## About this task
Type out all the data below, word for word.

## Material provided
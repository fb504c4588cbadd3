//! # Logging subscriber for debugging and demos.
//!
//! [`LogWriter`] renders every pipeline event through `tracing` at `INFO`.
//!
//! ## Output format (fields)
//! ```text
//! task status seq=3 task=sync id=task-7 status=started
//! task status seq=4 task=sync id=task-7 status=success
//! ```
//!
//! ## Example
//! ```no_run
//! # use std::sync::Arc;
//! # use taskpipe::{LogWriter, Pipeline};
//! # async fn demo() {
//! let pipeline = Pipeline::default();
//! let _guard = pipeline.spawn_subscriber(Arc::new(LogWriter));
//! # }
//! ```

use async_trait::async_trait;

use super::Subscribe;
use crate::pipeline::TaskEvent;

/// `tracing`-backed logging subscriber.
///
/// Enabled via the `logging` feature. Failures and cancellations are logged at
/// `WARN`, everything else at `INFO`.
pub struct LogWriter;

#[async_trait]
impl Subscribe for LogWriter {
    async fn on_event(&self, e: &TaskEvent) {
        if e.status.is_failure() {
            tracing::warn!(seq = e.seq, task = %e.name, id = %e.id, status = %e.status, "task status");
        } else {
            tracing::info!(seq = e.seq, task = %e.name, id = %e.id, status = %e.status, "task status");
        }
    }

    fn name(&self) -> &'static str {
        "log_writer"
    }
}
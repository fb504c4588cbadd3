//! # Runtime configuration.
//!
//! Provides [`Config`] centralized settings for pipelines and tasks.
//!
//! Config is used in two ways:
//! 1. **Pipeline creation**: `Pipeline::new(config)`
//! 2. **Task creation**: `MutableTask::with_config(&config, body)`
//!
//! ## Sentinel values
//! - `history_limit = 0` → unbounded history per name
//! - `bus_capacity = 0` / `status_capacity = 0` → clamped to 1

/// Global configuration for pipelines and tasks.
///
/// ## Field semantics
/// - `bus_capacity`: Pipeline event ring buffer size (min 1; clamped)
/// - `history_limit`: Terminal statuses retained per task name (`0` = unbounded)
/// - `status_capacity`: Per-task status channel size (min 1; clamped)
///
/// ## Notes
/// All fields are public for flexibility. Prefer the accessors to avoid
/// sprinkling sentinel checks (`0`) across the codebase.
#[derive(Clone, Debug)]
pub struct Config {
    /// Capacity of the pipeline event broadcast channel.
    ///
    /// Receivers that lag behind more than `bus_capacity` events observe
    /// `Lagged` and skip the oldest items.
    pub bus_capacity: usize,

    /// Number of terminal statuses kept per task name.
    ///
    /// Oldest entries are dropped first. `0` keeps everything.
    pub history_limit: usize,

    /// Capacity of each task's status broadcast channel.
    ///
    /// A subscriber lagging more than this many transitions skips the oldest
    /// ones; the terminal status is always the newest and is never skipped.
    pub status_capacity: usize,
}

impl Config {
    /// Returns a bus capacity clamped to a minimum of 1.
    #[inline]
    pub fn bus_capacity_clamped(&self) -> usize {
        self.bus_capacity.max(1)
    }

    /// Returns the per-name history bound as an `Option`.
    ///
    /// - `None` → unbounded
    /// - `Some(n)` → at most `n` entries per name
    #[inline]
    pub fn history_cap(&self) -> Option<usize> {
        if self.history_limit == 0 {
            None
        } else {
            Some(self.history_limit)
        }
    }

    /// Returns a status channel capacity clamped to a minimum of 1.
    #[inline]
    pub fn status_capacity_clamped(&self) -> usize {
        self.status_capacity.max(1)
    }
}

impl Default for Config {
    /// Default configuration:
    ///
    /// - `bus_capacity = 1024`
    /// - `history_limit = 32`
    /// - `status_capacity = 64`
    fn default() -> Self {
        Self {
            bus_capacity: 1024,
            history_limit: 32,
            status_capacity: 64,
        }
    }
}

## Task solution
repository fb504c4588cbadd3
//! # Logging subscriber for debugging and demos.
//!
//! [`LogWriter`] renders every pipeline event through `tracing` at `INFO`.
//!
//! ## Output format (fields)
//! ```text
//! task status seq=3 task=sync id=task-7 status=started
//! task status seq=4 task=sync id=task-7 status=success
//! ```
//!
//! ## Example
//! ```no_run
//! # use std::sync::Arc;
//! # use taskpipe::{LogWriter, Pipeline};
//! # async fn demo() {
//! let pipeline = Pipeline::default();
//! let _guard = pipeline.spawn_subscriber(Arc::new(LogWriter));
//! # }
//! ```

use async_trait::async_trait;

use super::Subscribe;
use crate::pipeline::TaskEvent;

/// `tracing`-backed logging subscriber.
///
/// Enabled via the `logging` feature. Failures and cancellations are logged at
/// `WARN`, everything else at `INFO`.
pub struct LogWriter;

#[async_trait]
impl Subscribe for LogWriter {
    async fn on_event(&self, e: &TaskEvent) {
        if e.status.is_failure() {
            tracing::warn!(seq = e.seq, task = %e.name, id = %e.id, status = %e.status, "task status");
        } else {
            tracing::info!(seq = e.seq, task = %e.name, id = %e.id, status = %e.status, "task status");
        }
    }

    fn name(&self) -> &'static str {
        "log_writer"
    }
}
repository fb504c4588cbadd3
//! # Runtime configuration.
//!
//! Provides [`Config`] centralized settings for pipelines and tasks.
//!
//! Config is used in two ways:
//! 1. **Pipeline creation**: `Pipeline::new(config)`
//! 2. **Task creation**: `MutableTask::with_config(&config, body)`
//!
//! ## Sentinel values
//! - `history_limit = 0` → unbounded history per name
//! - `bus_capacity = 0` / `status_capacity = 0` → clamped to 1

/// Global configuration for pipelines and tasks.
///
/// ## Field semantics
/// - `bus_capacity`: Pipeline event ring buffer size (min 1; clamped)
/// - `history_limit`: Terminal statuses retained per task name (`0` = unbounded)
/// - `status_capacity`: Per-task status channel size (min 1; clamped)
///
/// ## Notes
/// All fields are public for flexibility. Prefer the accessors to avoid
/// sprinkling sentinel checks (`0`) across the codebase.
#[derive(Clone, Debug)]
pub struct Config {
    /// Capacity of the pipeline event broadcast channel.
    ///
    /// Receivers that lag behind more than `bus_capacity` events observe
    /// `Lagged` and skip the oldest items.
    pub bus_capacity: usize,

    /// Number of terminal statuses kept per task name.
    ///
    /// Oldest entries are dropped first. `0` keeps everything.
    pub history_limit: usize,

    /// Capacity of each task's status broadcast channel.
    ///
    /// A subscriber lagging more than this many transitions skips the oldest
    /// ones; the terminal status is always the newest and is never skipped.
    pub status_capacity: usize,
}

impl Config {
    /// Returns a bus capacity clamped to a minimum of 1.
    #[inline]
    pub fn bus_capacity_clamped(&self) -> usize {
        self.bus_capacity.max(1)
    }

    /// Returns the per-name history bound as an `Option`.
    ///
    /// - `None` → unbounded
    /// - `Some(n)` → at most `n` entries per name
    #[inline]
    pub fn history_cap(&self) -> Option<usize> {
        if self.history_limit == 0 {
            None
        } else {
            Some(self.history_limit)
        }
    }

    /// Returns a status channel capacity clamped to a minimum of 1.
    #[inline]
    pub fn status_capacity_clamped(&self) -> usize {
        self.status_capacity.max(1)
    }
}

impl Default for Config {
    /// Default configuration:
    ///
    /// - `bus_capacity = 1024`
    /// - `history_limit = 32`
    /// - `status_capacity = 64`
    fn default() -> Self {
        Self {
            bus_capacity: 1024,
            history_limit: 32,
            status_capacity: 64,
        }
    }
}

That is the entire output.